Written by Kelvin Lee
This blog post introduces the Honi Soit corpus, a training dataset that we compiled using a variation of what is called constructed week sampling (as explained below). We hope that the description of this sampling method will be of interest to others who want to compile newspaper corpora.
The Honi Soit corpus is an approximately 60,000 word corpus comprising 100 news articles published by the University of Sydney student newspaper Honi Soit between January 2021 and December 2022. As shown in Table 1 below, the corpus comprises 50 articles for 2021 and 50 for 2022. Articles come only from the News category section of the Honi Soit website (https://honisoit.com/category/news/) and should thus contain news reportage rather than non-news genres such as opinion or analysis.
2021 | 2022 | Total | |
No. of articles | 50 | 50 | 100 |
Number of tokens | 29,402 | 30,592 | 59,994 |
This corpus was deliberately constructed as a small training dataset for use and potential distribution with text analytics notebooks developed as part of our collaboration on the Australian Text Analytics Platform (ATAP) and the Language Data Commons of Australia (LDaCA). Both are collaborative projects led by the University of Queensland and supported by the Australian Research Data Commons to develop infrastructure for researchers who work with language data. Prior to compiling the dataset, we sought (and were given) the permission of the Honi Soit editors to do so.
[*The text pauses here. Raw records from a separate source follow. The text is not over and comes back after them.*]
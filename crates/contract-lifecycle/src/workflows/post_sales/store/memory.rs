use std::collections::{BTreeMap, HashMap};
use std::sync::Arc;

use async_trait::async_trait;
use chrono::{DateTime, Local};
use tokio::sync::RwLock;

use super::{ContractStore, StatusQuery, StoreError};
use crate::workflows::post_sales::domain::{
    CommissionRecord, ContractDetail, ContractId, ContractKey, ContractStatusRecord,
    ContractType, ObjectionRecord, OverdueEntry,
};
use crate::workflows::post_sales::import::SeedData;

#[derive(Debug, Default)]
struct Tables {
    statuses: BTreeMap<ContractKey, ContractStatusRecord>,
    commissions: Vec<CommissionRecord>,
    electric: HashMap<ContractId, ContractDetail>,
    gas: HashMap<ContractId, ContractDetail>,
    objections: Vec<ObjectionRecord>,
    overdue: BTreeMap<ContractKey, OverdueEntry>,
}

/// Process-local store. Every write happens under one lock, so a batch is
/// all-or-nothing and concurrent runs see row-level last-write-wins.
#[derive(Debug, Default, Clone)]
pub struct InMemoryContractStore {
    tables: Arc<RwLock<Tables>>,
}

impl InMemoryContractStore {
    pub fn from_seed(seed: SeedData) -> Self {
        let mut tables = Tables::default();
        for record in seed.statuses {
            tables.statuses.insert(record.key.clone(), record);
        }
        tables.commissions = seed.commissions;
        for detail in seed.details {
            let table = match detail.key.contract_type {
                ContractType::Electric => &mut tables.electric,
                ContractType::Gas => &mut tables.gas,
            };
            table.insert(detail.key.contract_id.clone(), detail);
        }
        tables.objections = seed.objections;
        for entry in seed.overdue {
            tables.overdue.entry(entry.key.clone()).or_insert(entry);
        }

        Self {
            tables: Arc::new(RwLock::new(tables)),
        }
    }

    pub async fn put_status(&self, record: ContractStatusRecord) {
        let mut tables = self.tables.write().await;
        tables.statuses.insert(record.key.clone(), record);
    }

    pub async fn put_commission(&self, record: CommissionRecord) {
        let mut tables = self.tables.write().await;
        tables.commissions.push(record);
    }

    pub async fn put_detail(&self, detail: ContractDetail) {
        let mut tables = self.tables.write().await;
        let table = match detail.key.contract_type {
            ContractType::Electric => &mut tables.electric,
            ContractType::Gas => &mut tables.gas,
        };
        table.insert(detail.key.contract_id.clone(), detail);
    }

    pub async fn put_objection(&self, record: ObjectionRecord) {
        let mut tables = self.tables.write().await;
        tables
            .objections
            .retain(|existing| existing.key != record.key);
        tables.objections.push(record);
    }

    pub async fn status_record(&self, key: &ContractKey) -> Option<ContractStatusRecord> {
        self.tables.read().await.statuses.get(key).cloned()
    }

    pub async fn status_of(&self, key: &ContractKey) -> Option<String> {
        self.status_record(key).await.map(|record| record.status)
    }

    pub async fn overdue_entries(&self) -> Vec<OverdueEntry> {
        self.tables.read().await.overdue.values().cloned().collect()
    }

    /// Row counts per table, for startup logging.
    pub async fn table_sizes(&self) -> BTreeMap<&'static str, usize> {
        let tables = self.tables.read().await;
        BTreeMap::from([
            ("statuses", tables.statuses.len()),
            ("commission", tables.commissions.len()),
            ("electric", tables.electric.len()),
            ("gas", tables.gas.len()),
            ("objections", tables.objections.len()),
            ("overdue", tables.overdue.len()),
        ])
    }
}

#[async_trait]
impl ContractStore for InMemoryContractStore {
    async fn fetch_by_status(
        &self,
        query: &StatusQuery,
    ) -> Result<Vec<ContractStatusRecord>, StoreError> {
        let tables = self.tables.read().await;
        Ok(tables
            .statuses
            .values()
            .filter(|record| query.matches(record))
            .cloned()
            .collect())
    }

    async fn fetch_commission(
        &self,
        key: &ContractKey,
    ) -> Result<Option<CommissionRecord>, StoreError> {
        let tables = self.tables.read().await;
        let mut fallback = None;
        for row in tables
            .commissions
            .iter()
            .filter(|row| row.contract_id == key.contract_id)
        {
            if row.contract_type == Some(key.contract_type) {
                return Ok(Some(row.clone()));
            }
            fallback.get_or_insert(row);
        }
        Ok(fallback.cloned())
    }

    async fn fetch_contract_detail(
        &self,
        key: &ContractKey,
    ) -> Result<Option<ContractDetail>, StoreError> {
        let tables = self.tables.read().await;
        let table = match key.contract_type {
            ContractType::Electric => &tables.electric,
            ContractType::Gas => &tables.gas,
        };
        Ok(table.get(&key.contract_id).cloned())
    }

    async fn fetch_objection(
        &self,
        contract_id: &ContractId,
        contract_type: Option<ContractType>,
    ) -> Result<Option<ObjectionRecord>, StoreError> {
        let tables = self.tables.read().await;
        Ok(tables
            .objections
            .iter()
            .find(|row| {
                &row.key.contract_id == contract_id
                    && contract_type
                        .map(|wanted| row.key.contract_type == wanted)
                        .unwrap_or(true)
            })
            .cloned())
    }

    async fn batch_update_statuses(
        &self,
        keys: &[ContractKey],
        expected_status: &str,
        new_status: &str,
        modified_at: DateTime<Local>,
    ) -> Result<Vec<ContractKey>, StoreError> {
        let mut tables = self.tables.write().await;
        let mut affected = Vec::new();
        for key in keys {
            if let Some(record) = tables.statuses.get_mut(key) {
                if record.status == expected_status {
                    record.status = new_status.to_string();
                    record.last_modified = modified_at;
                    affected.push(key.clone());
                }
            }
        }
        Ok(affected)
    }

    async fn insert_overdue_if_absent(
        &self,
        entries: &[OverdueEntry],
    ) -> Result<Vec<ContractKey>, StoreError> {
        let mut tables = self.tables.write().await;
        let mut inserted = Vec::new();
        for entry in entries {
            if !tables.overdue.contains_key(&entry.key) {
                tables.overdue.insert(entry.key.clone(), entry.clone());
                inserted.push(entry.key.clone());
            }
        }
        Ok(inserted)
    }
}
As mentioned, the news articles were selected from the Honi Soit website (news category) using a variation of constructed week sampling. This is a type of stratified random sampling in which the complete sample represents all days of the week to account for cyclical variation of news content (Luke et al. 2011: 78).
For the Honi Soit corpus, an article was selected from each week within the timeframe between January 2021 and December 2022 for inclusion in the corpus. (No articles were sampled from the first week of January and final week of December since Honi Soit does not publish during this period.) The article selection process began with the second last week of December 2022 and then continued in reverse. In essence, an article is selected from a particular day of the week for one week and then for the preceding week, an article is selected from a different day of the week. For example, for the second last week of December 2022, an article published on a Wednesday is selected and thus, for the previous week (i.e., third last week of December) an article published on any day other than a Wednesday is selected, and so on. The resulting corpus is comprised of a roughly equal number of articles that are selected for each day of the week (as shown in Table 2). Importantly, the number of constructed weeks (approximately 14) included in the corpus far exceeds the minimum recommended by Hester and Dougall (2007: 820) for the content analysis of online news (i.e., two constructed weeks).
Mon | Tue | Wed | Thu | Fri | Sat | Sun | |
2021 | 8 | 6 | 7 | 7 | 6 | 7 | 9 |
2022 | 6 | 8 | 8 | 7 | 8 | 7 | 6 |
Total | 14 | 14 | 15 | 14 | 14 | 14 | 15 |
The corpus only contains verbal text from the selected articles; photos and other visuals as well as their respective captions were deleted during the cleaning process. Other information such as author, date, and when the article was updated were also deleted from the body text of each article, although date and author were used as file name. Each article is available as individual txt file with UTF-8 encoding, while the whole training dataset also exists as zipped file for easy use with our notebooks.
Acknowledgments
We are grateful to the Honi Soit editorial team for giving us permission to compile and distribute this dataset.
References
Hester, J. B., and Dougall, E. (2007). ‘The efficiency of constructed week sampling for content analysis of online news’. Journalism & Mass Communication Quarterly 84(4): 811– 824.
Luke, D. A., Caburnay, A., and Cohen, E. L. (2011). ‘How much is enough? New recommendations for using constructed week sampling in newspaper content analysis of health stories’. Communication Methods and Measures 5(1): 76– 91.